Stored items
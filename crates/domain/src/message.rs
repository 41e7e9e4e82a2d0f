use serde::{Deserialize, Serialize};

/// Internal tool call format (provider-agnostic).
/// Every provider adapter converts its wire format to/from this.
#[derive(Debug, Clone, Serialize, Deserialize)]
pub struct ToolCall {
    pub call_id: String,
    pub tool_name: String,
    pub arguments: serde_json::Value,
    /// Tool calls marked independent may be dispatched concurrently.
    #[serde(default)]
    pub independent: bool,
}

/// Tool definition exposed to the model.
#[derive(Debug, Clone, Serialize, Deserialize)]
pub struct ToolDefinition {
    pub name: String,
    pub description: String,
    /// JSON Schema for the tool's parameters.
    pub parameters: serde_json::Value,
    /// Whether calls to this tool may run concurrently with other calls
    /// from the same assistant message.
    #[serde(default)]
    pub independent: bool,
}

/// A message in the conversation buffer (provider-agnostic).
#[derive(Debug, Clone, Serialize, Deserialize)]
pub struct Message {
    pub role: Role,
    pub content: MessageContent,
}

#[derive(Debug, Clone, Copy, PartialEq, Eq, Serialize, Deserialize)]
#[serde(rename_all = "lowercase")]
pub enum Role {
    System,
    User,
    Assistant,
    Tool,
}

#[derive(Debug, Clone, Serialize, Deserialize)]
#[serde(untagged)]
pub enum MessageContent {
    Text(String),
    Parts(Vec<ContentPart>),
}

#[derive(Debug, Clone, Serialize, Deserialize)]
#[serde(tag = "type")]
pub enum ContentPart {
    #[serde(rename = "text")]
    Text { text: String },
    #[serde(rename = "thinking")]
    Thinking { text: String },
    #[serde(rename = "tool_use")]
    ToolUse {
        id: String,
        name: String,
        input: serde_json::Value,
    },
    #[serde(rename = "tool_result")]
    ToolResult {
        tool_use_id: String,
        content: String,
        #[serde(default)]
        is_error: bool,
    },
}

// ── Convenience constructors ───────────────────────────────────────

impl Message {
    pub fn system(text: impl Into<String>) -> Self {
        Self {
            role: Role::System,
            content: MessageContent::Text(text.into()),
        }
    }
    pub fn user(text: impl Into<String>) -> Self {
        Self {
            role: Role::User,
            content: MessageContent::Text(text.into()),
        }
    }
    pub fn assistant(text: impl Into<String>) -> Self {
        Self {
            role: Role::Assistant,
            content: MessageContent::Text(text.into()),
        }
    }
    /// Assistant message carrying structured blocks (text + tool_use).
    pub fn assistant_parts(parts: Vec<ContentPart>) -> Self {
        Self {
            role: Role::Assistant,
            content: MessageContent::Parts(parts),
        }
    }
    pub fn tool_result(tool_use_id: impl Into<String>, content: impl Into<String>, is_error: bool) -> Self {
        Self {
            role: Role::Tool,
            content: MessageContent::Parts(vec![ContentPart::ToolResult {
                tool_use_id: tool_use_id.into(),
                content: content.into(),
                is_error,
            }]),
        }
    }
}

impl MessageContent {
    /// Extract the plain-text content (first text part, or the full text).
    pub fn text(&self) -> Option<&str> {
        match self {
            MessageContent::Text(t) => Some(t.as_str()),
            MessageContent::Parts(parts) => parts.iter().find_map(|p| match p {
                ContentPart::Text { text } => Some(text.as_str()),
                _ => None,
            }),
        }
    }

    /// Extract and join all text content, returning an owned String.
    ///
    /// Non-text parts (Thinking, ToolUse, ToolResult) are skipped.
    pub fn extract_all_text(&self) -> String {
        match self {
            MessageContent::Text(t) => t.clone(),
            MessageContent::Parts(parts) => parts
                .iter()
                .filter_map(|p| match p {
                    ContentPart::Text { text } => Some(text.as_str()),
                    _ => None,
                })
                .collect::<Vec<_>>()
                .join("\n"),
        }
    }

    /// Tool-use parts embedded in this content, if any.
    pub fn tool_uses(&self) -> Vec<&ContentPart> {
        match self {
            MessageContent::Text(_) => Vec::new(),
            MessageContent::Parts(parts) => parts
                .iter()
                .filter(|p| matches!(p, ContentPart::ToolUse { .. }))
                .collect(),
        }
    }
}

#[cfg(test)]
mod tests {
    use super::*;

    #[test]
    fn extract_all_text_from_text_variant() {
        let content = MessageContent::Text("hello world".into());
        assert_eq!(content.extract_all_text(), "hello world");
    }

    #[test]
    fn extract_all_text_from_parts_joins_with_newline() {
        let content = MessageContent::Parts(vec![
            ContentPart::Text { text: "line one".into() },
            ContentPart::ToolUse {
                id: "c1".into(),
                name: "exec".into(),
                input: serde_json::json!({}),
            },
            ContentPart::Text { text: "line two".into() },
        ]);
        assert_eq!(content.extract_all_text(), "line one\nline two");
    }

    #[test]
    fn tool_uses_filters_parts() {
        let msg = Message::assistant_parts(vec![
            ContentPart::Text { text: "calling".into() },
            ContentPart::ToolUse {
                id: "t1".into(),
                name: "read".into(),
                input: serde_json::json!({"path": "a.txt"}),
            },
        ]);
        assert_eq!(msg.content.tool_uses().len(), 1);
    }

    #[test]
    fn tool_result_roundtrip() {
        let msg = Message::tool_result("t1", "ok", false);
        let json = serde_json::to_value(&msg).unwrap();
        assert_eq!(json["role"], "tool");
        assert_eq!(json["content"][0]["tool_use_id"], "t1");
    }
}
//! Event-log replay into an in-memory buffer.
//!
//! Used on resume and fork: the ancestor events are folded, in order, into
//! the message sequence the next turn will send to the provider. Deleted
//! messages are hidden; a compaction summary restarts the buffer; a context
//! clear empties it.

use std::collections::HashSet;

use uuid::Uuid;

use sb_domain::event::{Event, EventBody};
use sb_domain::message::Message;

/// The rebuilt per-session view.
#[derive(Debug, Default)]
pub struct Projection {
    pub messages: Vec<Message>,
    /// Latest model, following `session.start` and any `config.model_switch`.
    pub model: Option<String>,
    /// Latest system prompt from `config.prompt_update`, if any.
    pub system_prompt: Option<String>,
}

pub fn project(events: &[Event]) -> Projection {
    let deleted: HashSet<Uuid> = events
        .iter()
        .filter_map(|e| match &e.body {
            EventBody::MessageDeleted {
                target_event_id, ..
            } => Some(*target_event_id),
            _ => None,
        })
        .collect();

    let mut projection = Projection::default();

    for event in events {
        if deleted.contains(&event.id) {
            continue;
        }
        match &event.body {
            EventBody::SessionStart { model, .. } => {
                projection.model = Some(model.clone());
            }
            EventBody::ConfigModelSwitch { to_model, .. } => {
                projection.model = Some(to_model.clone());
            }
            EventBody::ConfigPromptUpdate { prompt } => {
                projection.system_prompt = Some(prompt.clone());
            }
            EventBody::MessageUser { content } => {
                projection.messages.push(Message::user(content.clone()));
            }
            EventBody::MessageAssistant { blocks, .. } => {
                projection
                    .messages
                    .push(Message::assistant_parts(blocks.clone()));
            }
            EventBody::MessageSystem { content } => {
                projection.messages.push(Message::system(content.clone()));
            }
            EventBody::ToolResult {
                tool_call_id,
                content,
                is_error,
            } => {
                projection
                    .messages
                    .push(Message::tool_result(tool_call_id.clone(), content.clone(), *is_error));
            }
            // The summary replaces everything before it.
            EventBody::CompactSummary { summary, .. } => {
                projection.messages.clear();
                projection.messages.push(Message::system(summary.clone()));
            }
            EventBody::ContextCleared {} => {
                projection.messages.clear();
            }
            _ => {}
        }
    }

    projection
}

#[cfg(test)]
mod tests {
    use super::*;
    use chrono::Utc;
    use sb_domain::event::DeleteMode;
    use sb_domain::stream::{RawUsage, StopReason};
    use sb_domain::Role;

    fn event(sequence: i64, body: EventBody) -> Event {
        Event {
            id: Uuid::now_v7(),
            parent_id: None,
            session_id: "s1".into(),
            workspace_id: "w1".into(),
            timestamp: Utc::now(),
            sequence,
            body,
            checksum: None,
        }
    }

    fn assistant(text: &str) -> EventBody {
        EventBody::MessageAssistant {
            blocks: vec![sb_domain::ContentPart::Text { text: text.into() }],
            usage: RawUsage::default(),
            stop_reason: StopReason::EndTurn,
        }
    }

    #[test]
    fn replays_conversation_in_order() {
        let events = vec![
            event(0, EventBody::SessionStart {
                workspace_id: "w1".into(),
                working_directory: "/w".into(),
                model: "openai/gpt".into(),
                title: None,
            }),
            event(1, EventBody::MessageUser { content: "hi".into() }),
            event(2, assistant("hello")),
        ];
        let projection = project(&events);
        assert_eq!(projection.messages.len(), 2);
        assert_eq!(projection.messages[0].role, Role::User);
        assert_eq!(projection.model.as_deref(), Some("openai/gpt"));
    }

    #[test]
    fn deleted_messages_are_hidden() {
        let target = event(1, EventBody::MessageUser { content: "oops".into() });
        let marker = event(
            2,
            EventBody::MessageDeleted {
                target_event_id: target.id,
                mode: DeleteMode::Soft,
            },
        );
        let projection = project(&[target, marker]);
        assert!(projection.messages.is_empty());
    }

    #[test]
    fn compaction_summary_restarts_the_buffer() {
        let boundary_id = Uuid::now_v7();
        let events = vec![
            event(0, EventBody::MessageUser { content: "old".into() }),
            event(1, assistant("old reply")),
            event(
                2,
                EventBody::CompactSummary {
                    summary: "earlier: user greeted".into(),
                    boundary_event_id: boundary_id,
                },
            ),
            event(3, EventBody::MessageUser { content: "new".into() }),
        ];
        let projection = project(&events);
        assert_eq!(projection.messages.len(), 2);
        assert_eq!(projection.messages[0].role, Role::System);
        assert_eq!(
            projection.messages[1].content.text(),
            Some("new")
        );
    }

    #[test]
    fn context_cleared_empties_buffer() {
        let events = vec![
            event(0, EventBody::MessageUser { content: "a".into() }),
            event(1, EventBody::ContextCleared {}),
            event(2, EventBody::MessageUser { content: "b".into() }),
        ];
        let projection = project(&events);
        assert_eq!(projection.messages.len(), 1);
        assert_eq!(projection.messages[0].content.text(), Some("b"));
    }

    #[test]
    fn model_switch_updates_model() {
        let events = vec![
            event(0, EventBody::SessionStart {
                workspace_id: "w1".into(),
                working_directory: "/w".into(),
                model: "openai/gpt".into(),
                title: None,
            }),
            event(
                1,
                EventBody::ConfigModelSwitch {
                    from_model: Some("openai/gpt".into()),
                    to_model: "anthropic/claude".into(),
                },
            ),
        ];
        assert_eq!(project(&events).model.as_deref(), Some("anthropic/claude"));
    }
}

**TASK TO COMPLETE:** Check the data for the word "iter" and pull out the lines that have it.

**RESPONSE TO THE EXERCISE:**
            MessageContent::Parts(parts) => parts.iter().find_map(|p| match p {
                .iter()
                .iter()
        .iter()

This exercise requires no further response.